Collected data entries
╔══
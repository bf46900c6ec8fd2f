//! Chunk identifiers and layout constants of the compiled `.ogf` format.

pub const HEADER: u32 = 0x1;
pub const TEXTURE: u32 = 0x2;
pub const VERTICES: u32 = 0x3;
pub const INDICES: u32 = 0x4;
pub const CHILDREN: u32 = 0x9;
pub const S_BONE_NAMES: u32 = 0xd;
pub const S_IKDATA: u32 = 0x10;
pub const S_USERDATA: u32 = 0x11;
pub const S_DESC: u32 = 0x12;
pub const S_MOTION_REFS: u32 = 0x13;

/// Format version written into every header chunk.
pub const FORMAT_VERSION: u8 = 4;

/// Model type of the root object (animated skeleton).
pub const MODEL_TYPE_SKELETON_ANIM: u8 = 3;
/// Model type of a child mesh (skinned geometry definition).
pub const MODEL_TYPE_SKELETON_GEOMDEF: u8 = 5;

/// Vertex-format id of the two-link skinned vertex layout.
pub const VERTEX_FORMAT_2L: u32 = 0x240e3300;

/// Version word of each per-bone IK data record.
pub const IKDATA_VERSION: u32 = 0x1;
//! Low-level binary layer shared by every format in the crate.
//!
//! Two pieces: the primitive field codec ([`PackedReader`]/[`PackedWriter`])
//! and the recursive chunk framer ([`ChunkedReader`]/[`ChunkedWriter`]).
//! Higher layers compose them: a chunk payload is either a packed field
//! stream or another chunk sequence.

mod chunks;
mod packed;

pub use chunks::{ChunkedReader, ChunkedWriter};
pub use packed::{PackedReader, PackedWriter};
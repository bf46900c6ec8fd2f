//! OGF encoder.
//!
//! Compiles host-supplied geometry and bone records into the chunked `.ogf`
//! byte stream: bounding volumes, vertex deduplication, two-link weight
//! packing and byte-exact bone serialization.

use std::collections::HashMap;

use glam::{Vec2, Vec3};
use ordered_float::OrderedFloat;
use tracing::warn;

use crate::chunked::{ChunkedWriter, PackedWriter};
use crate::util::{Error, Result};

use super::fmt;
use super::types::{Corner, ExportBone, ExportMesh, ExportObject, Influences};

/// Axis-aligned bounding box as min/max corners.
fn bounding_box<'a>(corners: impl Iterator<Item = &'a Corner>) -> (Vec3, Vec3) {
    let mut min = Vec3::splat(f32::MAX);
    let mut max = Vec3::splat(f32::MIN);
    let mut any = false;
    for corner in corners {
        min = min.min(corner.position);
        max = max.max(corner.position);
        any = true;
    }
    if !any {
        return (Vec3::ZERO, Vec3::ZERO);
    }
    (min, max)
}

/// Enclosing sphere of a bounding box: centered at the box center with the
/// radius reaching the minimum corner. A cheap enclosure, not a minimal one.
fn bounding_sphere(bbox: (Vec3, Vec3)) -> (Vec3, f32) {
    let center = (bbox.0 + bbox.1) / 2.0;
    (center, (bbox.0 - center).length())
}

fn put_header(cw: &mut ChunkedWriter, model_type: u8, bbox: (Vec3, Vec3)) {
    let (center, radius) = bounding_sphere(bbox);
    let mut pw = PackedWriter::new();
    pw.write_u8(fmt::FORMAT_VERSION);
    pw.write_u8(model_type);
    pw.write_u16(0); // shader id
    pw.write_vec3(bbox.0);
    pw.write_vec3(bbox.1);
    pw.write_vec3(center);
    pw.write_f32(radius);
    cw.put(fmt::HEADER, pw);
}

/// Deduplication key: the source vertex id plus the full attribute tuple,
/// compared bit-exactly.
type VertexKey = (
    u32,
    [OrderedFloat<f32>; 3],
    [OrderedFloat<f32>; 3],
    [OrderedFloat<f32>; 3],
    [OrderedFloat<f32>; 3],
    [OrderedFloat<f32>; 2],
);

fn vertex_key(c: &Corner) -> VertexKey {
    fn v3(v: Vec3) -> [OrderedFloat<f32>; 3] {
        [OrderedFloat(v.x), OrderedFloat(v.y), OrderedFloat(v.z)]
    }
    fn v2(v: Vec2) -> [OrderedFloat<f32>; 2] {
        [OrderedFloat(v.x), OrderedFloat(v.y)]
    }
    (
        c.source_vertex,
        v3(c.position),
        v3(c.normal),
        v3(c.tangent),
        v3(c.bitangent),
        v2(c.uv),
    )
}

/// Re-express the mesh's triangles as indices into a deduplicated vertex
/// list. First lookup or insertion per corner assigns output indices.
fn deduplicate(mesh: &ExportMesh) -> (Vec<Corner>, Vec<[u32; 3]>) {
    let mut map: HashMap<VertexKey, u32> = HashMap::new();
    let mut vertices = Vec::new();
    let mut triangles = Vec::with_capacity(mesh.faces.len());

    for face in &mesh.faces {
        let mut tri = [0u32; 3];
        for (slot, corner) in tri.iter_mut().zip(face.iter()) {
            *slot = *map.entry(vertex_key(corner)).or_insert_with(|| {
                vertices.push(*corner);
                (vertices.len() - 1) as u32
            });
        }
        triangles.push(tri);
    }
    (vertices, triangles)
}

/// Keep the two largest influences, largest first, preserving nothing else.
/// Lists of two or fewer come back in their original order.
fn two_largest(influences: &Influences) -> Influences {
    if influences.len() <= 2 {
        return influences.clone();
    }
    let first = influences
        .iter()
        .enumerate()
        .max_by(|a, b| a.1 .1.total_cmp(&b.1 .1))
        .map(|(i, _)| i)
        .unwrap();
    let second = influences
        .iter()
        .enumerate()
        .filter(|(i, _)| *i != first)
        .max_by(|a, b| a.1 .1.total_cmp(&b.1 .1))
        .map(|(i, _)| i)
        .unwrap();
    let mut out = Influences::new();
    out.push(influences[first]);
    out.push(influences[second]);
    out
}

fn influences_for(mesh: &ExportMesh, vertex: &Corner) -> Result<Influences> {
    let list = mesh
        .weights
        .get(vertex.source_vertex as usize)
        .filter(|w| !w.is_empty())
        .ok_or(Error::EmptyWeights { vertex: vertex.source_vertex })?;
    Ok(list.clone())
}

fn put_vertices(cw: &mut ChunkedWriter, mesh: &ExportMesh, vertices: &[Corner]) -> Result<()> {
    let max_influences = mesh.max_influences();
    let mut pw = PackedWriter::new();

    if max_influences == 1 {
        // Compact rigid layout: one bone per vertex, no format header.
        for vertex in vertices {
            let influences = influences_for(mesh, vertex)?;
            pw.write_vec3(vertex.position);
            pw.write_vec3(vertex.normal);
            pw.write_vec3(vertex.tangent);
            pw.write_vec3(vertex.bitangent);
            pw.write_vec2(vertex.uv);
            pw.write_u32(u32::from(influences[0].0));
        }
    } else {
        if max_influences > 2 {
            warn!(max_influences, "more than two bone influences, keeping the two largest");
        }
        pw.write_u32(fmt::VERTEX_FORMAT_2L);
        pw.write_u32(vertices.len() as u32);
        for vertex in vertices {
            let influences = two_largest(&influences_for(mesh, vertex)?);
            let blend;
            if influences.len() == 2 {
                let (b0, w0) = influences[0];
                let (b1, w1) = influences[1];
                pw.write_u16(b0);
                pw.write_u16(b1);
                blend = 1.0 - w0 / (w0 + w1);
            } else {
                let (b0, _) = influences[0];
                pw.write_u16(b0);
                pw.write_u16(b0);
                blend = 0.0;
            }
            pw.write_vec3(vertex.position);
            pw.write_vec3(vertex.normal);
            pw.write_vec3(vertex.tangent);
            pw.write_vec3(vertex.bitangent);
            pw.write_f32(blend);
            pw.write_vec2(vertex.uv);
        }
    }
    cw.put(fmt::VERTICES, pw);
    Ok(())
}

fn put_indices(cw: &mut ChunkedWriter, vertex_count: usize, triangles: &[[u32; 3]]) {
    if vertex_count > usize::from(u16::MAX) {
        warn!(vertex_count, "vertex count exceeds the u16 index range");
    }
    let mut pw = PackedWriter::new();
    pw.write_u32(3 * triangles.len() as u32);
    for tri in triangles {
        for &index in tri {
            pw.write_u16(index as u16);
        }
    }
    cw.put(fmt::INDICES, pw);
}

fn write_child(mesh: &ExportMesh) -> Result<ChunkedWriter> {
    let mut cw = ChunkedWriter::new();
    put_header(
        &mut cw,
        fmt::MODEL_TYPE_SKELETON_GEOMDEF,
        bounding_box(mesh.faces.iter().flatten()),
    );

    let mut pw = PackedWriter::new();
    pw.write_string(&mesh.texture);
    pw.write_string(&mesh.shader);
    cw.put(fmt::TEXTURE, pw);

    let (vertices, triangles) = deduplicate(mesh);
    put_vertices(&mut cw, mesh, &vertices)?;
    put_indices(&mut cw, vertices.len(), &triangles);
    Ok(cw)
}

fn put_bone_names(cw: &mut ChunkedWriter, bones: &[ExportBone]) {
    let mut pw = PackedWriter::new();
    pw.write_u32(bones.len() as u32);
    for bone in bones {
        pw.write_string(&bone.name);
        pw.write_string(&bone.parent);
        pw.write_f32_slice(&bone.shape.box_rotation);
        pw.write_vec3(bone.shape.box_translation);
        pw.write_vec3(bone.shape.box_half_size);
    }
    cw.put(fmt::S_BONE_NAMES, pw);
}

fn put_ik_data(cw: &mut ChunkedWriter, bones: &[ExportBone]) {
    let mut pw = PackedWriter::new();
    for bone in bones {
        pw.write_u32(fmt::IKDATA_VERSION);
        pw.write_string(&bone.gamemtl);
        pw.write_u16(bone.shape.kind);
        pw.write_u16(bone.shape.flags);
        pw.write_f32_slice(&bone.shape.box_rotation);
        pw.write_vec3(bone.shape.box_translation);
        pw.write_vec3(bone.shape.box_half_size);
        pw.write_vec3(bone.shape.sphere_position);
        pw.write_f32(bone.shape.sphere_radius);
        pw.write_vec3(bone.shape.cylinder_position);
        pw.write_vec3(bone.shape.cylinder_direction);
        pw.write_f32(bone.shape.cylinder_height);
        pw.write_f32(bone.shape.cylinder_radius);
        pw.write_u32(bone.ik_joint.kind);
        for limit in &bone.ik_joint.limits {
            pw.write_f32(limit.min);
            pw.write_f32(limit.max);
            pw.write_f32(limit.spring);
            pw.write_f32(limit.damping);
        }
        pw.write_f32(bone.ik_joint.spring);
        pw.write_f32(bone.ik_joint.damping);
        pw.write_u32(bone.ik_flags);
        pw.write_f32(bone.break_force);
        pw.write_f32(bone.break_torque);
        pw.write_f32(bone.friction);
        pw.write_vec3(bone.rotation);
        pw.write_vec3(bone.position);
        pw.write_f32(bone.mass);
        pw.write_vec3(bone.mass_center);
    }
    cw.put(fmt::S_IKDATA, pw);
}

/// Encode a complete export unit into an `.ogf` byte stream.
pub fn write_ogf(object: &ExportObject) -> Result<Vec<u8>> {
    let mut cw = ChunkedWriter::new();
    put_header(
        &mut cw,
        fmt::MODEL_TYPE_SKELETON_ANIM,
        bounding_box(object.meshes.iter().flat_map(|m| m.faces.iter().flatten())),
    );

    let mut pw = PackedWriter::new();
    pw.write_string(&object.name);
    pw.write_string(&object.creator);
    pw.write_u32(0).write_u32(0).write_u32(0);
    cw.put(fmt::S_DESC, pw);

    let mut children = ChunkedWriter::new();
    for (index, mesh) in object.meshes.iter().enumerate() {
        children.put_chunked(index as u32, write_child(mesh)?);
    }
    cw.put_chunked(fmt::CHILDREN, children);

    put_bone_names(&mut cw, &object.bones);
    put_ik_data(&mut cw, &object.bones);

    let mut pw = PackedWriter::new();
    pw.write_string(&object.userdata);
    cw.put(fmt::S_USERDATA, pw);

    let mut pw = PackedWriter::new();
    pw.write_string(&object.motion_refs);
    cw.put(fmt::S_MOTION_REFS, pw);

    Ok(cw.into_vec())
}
╚══
WHAT YOU SHOULD DO
Produce only the lines from the line containing "fn put_header(cw: &mut" through the line containing "fn deduplicate(mesh: &ExportMesh)", inclusive of both, exactly as they stand in the entries above.

YOUR SOLUTION
fn put_header(cw: &mut ChunkedWriter, model_type: u8, bbox: (Vec3, Vec3)) {
    let (center, radius) = bounding_sphere(bbox);
    let mut pw = PackedWriter::new();
    pw.write_u8(fmt::FORMAT_VERSION);
    pw.write_u8(model_type);
    pw.write_u16(0); // shader id
    pw.write_vec3(bbox.0);
    pw.write_vec3(bbox.1);
    pw.write_vec3(center);
    pw.write_f32(radius);
    cw.put(fmt::HEADER, pw);
}

/// Deduplication key: the source vertex id plus the full attribute tuple,
/// compared bit-exactly.
type VertexKey = (
    u32,
    [OrderedFloat<f32>; 3],
    [OrderedFloat<f32>; 3],
    [OrderedFloat<f32>; 3],
    [OrderedFloat<f32>; 3],
    [OrderedFloat<f32>; 2],
);

fn vertex_key(c: &Corner) -> VertexKey {
    fn v3(v: Vec3) -> [OrderedFloat<f32>; 3] {
        [OrderedFloat(v.x), OrderedFloat(v.y), OrderedFloat(v.z)]
    }
    fn v2(v: Vec2) -> [OrderedFloat<f32>; 2] {
        [OrderedFloat(v.x), OrderedFloat(v.y)]
    }
    (
        c.source_vertex,
        v3(c.position),
        v3(c.normal),
        v3(c.tangent),
        v3(c.bitangent),
        v2(c.uv),
    )
}

/// Re-express the mesh's triangles as indices into a deduplicated vertex
/// list. First lookup or insertion per corner assigns output indices.
fn deduplicate(mesh: &ExportMesh) -> (Vec<Corner>, Vec<[u32; 3]>) {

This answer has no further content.